Le programme du Conseil National de la Résistance est adopté

Par Bernard Bouche de l’IHS CGT des PTT

Article publié dans le N°21 (mars 2004) de la revue « Le relais » de l’IHS-CGT-PTT

Le 15 mars 1944 est une nouvelle étape dans l'élargissement de la Résistance intérieure, avec l'adoption de son programme.

Le plan d'action immédiate, qui en constitue la première partie, marque le triomphe des conceptions se réclamant de l'action immédiate et multiforme sur le sol français et la recherche de l'élargissement des assises populaires de la Résistance .

La deuxième partie défend les principes qui régiront l'organisation du pays libéré.

Étant donné les différences, voire les divergences souvent importantes, le large éventail politique représenté, le programme du C.N.R. est un compromis qui a permis de satisfaire à la règle obligatoire du C.N.R., à savoir l'unanimité dans les décisions.
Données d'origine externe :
// ============================================================================
// Overlays
// ============================================================================

fn render_login(frame: &mut Frame, app: &App) {
    let area = centered_rect(46, 13, frame.area());
    frame.render_widget(Clear, area);

    let block = Block::default()
        .borders(Borders::ALL)
        .border_style(styles::border_style(true))
        .title(" costbench login ");
    frame.render_widget(block, area);

    let inner = Layout::default()
        .direction(Direction::Vertical)
        .margin(1)
        .constraints([
            Constraint::Length(3), // username
            Constraint::Length(3), // password
            Constraint::Length(1), // button
            Constraint::Length(1), // spacer
            Constraint::Length(2), // error
        ])
        .split(area);

    let username = Paragraph::new(app.login_username.as_str()).block(
        Block::default()
            .borders(Borders::ALL)
            .border_style(styles::border_style(app.login_focus == LoginFocus::Username))
            .title("Username"),
    );
    frame.render_widget(username, inner[0]);

    let masked = "*".repeat(app.login_password.chars().count());
    let password = Paragraph::new(masked).block(
        Block::default()
            .borders(Borders::ALL)
            .border_style(styles::border_style(app.login_focus == LoginFocus::Password))
            .title("Password"),
    );
    frame.render_widget(password, inner[1]);

    let button_style = if app.login_focus == LoginFocus::Button {
        styles::selected_style()
    } else {
        styles::muted_style()
    };
    let button = Paragraph::new("[ Log in ]")
        .style(button_style)
        .alignment(Alignment::Center);
    frame.render_widget(button, inner[2]);

    // A session-expiry notice carries over onto the login screen so the
    // user can see why they landed here
    if let Some(error) = &app.login_error {
        let err = Paragraph::new(error.as_str())
            .style(styles::error_style())
            .alignment(Alignment::Center);
        frame.render_widget(err, inner[4]);
    } else if let Some(notice) = &app.notice {
        let style = match notice.level {
            NoticeLevel::Warn => styles::warn_style(),
            NoticeLevel::Error => styles::error_style(),
            NoticeLevel::Info => styles::success_style(),
        };
        let msg = Paragraph::new(notice.text.clone())
            .style(style)
            .alignment(Alignment::Center);
        frame.render_widget(msg, inner[4]);
    }
}

fn render_entry_form(frame: &mut Frame, app: &App) {
    let form = match &app.form {
        Some(form) => form,
        None => return,
    };

    let height = (form.fields.len() as u16) * 3 + 4;
    let area = centered_rect(52, height, frame.area());
    frame.render_widget(Clear, area);

    let block = Block::default()
        .borders(Borders::ALL)
        .border_style(styles::border_style(true))
        .title(format!(" {} (Enter to advance, Esc to cancel) ", form.title()));
    frame.render_widget(block, area);

    let mut constraints: Vec<Constraint> =
        form.fields.iter().map(|_| Constraint::Length(3)).collect();
    constraints.push(Constraint::Length(1));

    let inner = Layout::default()
        .direction(Direction::Vertical)
        .margin(1)
        .constraints(constraints)
        .split(area);

    for (i, field) in form.fields.iter().enumerate() {
        let widget = Paragraph::new(field.value.as_str()).block(
            Block::default()
                .borders(Borders::ALL)
                .border_style(styles::border_style(i == form.active))
                .title(field.label),
        );
        frame.render_widget(widget, inner[i]);
    }

    if let Some(error) = &form.error {
        let err = Paragraph::new(error.as_str())
            .style(styles::error_style())
            .alignment(Alignment::Center);
        frame.render_widget(err, inner[form.fields.len()]);
    }
}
Mais un compromis avec une base claire: celle d'un rassemblement à dominante populaire et antimonopoliste, devant engager un processus de réformes économiques et sociales profondes. Notamment la mise hors d'état de nuire des trusts, les grandes féodalités économiques dont la trahison pendant ces années de guerre n'est plus à démontrer. L'union nationale s'est donc faite, selon l'expression du Parti Communiste Français, à « l'exception des capitulards et des traîtres ». Cette expression correspond à l'opinion de De Gaulle qui, dans un discours en date du 1er avril, avait clamé que la France a été « trahie par ses élites dirigeantes et ses privilégiés », ce qu'il confirme en 1944 lorsqu'il reçoit une délégation du patronat français au lendemain de la Libération: « Messieurs, je n'en ai pas vu beaucoup d'entre vous à Londres ».

La diversité politique et philosophique des signataires du programme du C.N.R. confère à celui‑ci un caractère unique par son contenu, mais aussi par les conditions dans lesquelles il a été élaboré, la clandestinité. II est considéré par de nombreux historiens (par exemple Jean‑Louis Crémieux-Brillac dans « La France libre » tome 1-Folio-Histoire), comme un des documents les plus importants de l'histoire de la France en guerre.
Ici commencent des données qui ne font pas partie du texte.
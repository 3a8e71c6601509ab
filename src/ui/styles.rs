// Allow dead code: Style functions defined for consistent UI
#![allow(dead_code)]

use ratatui::style::{Color, Modifier, Style};

// Color palette
pub const PRIMARY: Color = Color::Rgb(64, 128, 192);
pub const SECONDARY: Color = Color::Rgb(96, 160, 96);
pub const ACCENT: Color = Color::Rgb(192, 160, 64);
pub const ERROR: Color = Color::Rgb(192, 64, 64);
pub const MUTED: Color = Color::Rgb(128, 128, 128);
pub const HIGHLIGHT: Color = Color::Rgb(48, 48, 64);

// Styles
pub fn title_style() -> Style {
    Style::default().fg(PRIMARY).add_modifier(Modifier::BOLD)
}

pub fn selected_style() -> Style {
    Style::default()
        .bg(HIGHLIGHT)
        .add_modifier(Modifier::BOLD)
}

pub fn header_style() -> Style {
    Style::default().fg(ACCENT).add_modifier(Modifier::BOLD)
}

pub fn row_style() -> Style {
    Style::default().fg(Color::White)
}

pub fn muted_style() -> Style {
    Style::default().fg(MUTED)
}

pub fn highlight_style() -> Style {
    Style::default().fg(ACCENT)
}

pub fn success_style() -> Style {
    Style::default().fg(SECONDARY)
}

pub fn warn_style() -> Style {
    Style::default().fg(ACCENT)
}

pub fn error_style() -> Style {
    Style::default().fg(ERROR)
}

pub fn tab_style(selected: bool) -> Style {
    if selected {
        Style::default()
            .fg(PRIMARY)
            .add_modifier(Modifier::BOLD | Modifier::UNDERLINED)
    } else {
        Style::default().fg(Color::White)
    }
}

pub fn border_style(focused: bool) -> Style {
    if focused {
        Style::default().fg(PRIMARY)
    } else {
        Style::default().fg(MUTED)
    }
}

pub fn status_bar_style() -> Style {
    Style::default().bg(Color::Rgb(32, 32, 40)).fg(Color::White)
}

pub fn help_key_style() -> Style {
    Style::default()
        .fg(ACCENT)
        .add_modifier(Modifier::BOLD)
}

pub fn help_desc_style() -> Style {
    Style::default().fg(Color::White)
}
Une élaboration longue et complexe.

II faut d'abord se rappeler qu'en 1943 sont publiés des projets anglo‑saxons (A.M.G.O.T.) pour la France libérée; ceux‑ci confirment la réalité des dangers pour  l'indépendance nationale d'une Libération dont le peuple français serait absent Ces projets ont pour effet de faire se positionner l'ensemble des organisations sur la nécessaire mobilisation de la population et le développement de la lutte armée. Parallèlement, c'est à ce moment que se multiplient les projets politiques pour l'agrès guerre.

- En janvier 1943, le Comité d'Action Socialiste — qui tient lieu de parti — publie son programme.

- Le 27 mai 1943, c'est la création du Conseil National de la Résistance.

- Le 12 juillet 1943, le Comité Français de Libération Nationale fait transmettre par un envoyé de Londres, Émile Laffon, un projet qui, faute d'unanimité du C.N.R., sera abandonné.

Durant l'été 1943, une étude rédigée par Georges Cogniot, pour le secrétariat du PCF, est diffusée clandestinement, « La haute trahison des trusts », qui éclaire la position du PCF sur les nationalisations.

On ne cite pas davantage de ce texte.